Task brief
Find all lines in the records that include the word "snapshot", and copy them out.

Record set
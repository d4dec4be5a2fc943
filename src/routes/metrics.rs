//! `GET /api/metrics?format=&window_secs=`

use std::time::Duration;

use axum::extract::{Query, State};
use axum::http::{header, StatusCode};
use axum::response::{IntoResponse, Response};
use serde::Deserialize;
use tracing::error;

use super::error_response;
use crate::metrics::{ExportFormat, MetricsExporter};
use crate::AppState;

#[derive(Debug, Default, Deserialize)]
pub struct MetricsQuery {
    /// `prometheus` (default), `json`, `json-pretty` or `csv`.
    pub format: Option<String>,
    /// Aggregate only the last N seconds. Absent or 0 means all history.
    pub window_secs: Option<u64>,
}

pub async fn metrics(State(state): State<AppState>, Query(query): Query<MetricsQuery>) -> Response {
    let format = match query.format.as_deref().map(str::parse::<ExportFormat>) {
        None => ExportFormat::default(),
        Some(Ok(format)) => format,
        Some(Err(e)) => return error_response(StatusCode::BAD_REQUEST, e),
    };
    let window = query
        .window_secs
        .filter(|secs| *secs > 0)
        .map(Duration::from_secs);

    let snapshot = state.tunnel.metrics().get_metrics(window);
    match MetricsExporter::export(&snapshot, format) {
        Ok(body) => ([(header::CONTENT_TYPE, format.content_type())], body).into_response(),
        Err(e) => {
            error!("Metrics export failed: {e}");
            error_response(StatusCode::INTERNAL_SERVER_ERROR, e)
        }
    }
}

#[cfg(test)]
mod tests {
    use super::super::test_support::{body_string, call, get, state};
    use axum::http::{header, StatusCode};

    #[tokio::test]
    async fn prometheus_by_default() {
        let s = state(None);
        s.tunnel.metrics().record_request(12.0, true, None);
        s.tunnel.metrics().record_request(30.0, false, Some("NET_TIMEOUT"));
        let response = call(s, get("/api/metrics")).await;
        assert_eq!(response.status(), StatusCode::OK);
        assert!(response.headers()[header::CONTENT_TYPE]
            .to_str()
            .unwrap()
            .starts_with("text/plain"));
        let body = body_string(response).await;
        assert!(body.contains("tunlink_requests_total 2"));
        assert!(body.contains(r#"tunlink_errors_total{type="NET_TIMEOUT"} 1"#));
    }

    #[tokio::test]
    async fn csv_format_and_window() {
        let s = state(None);
        s.tunnel.metrics().record_request(5.0, true, None);
        let response = call(s, get("/api/metrics?format=csv&window_secs=60")).await;
        assert_eq!(response.status(), StatusCode::OK);
        assert!(body_string(response).await.starts_with("metric,value"));
    }

    #[tokio::test]
    async fn unknown_format_is_bad_request() {
        let response = call(state(None), get("/api/metrics?format=xml")).await;
        assert_eq!(response.status(), StatusCode::BAD_REQUEST);
    }
}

Solution for this exercise
    let snapshot = state.tunnel.metrics().get_metrics(window);
    match MetricsExporter::export(&snapshot, format) {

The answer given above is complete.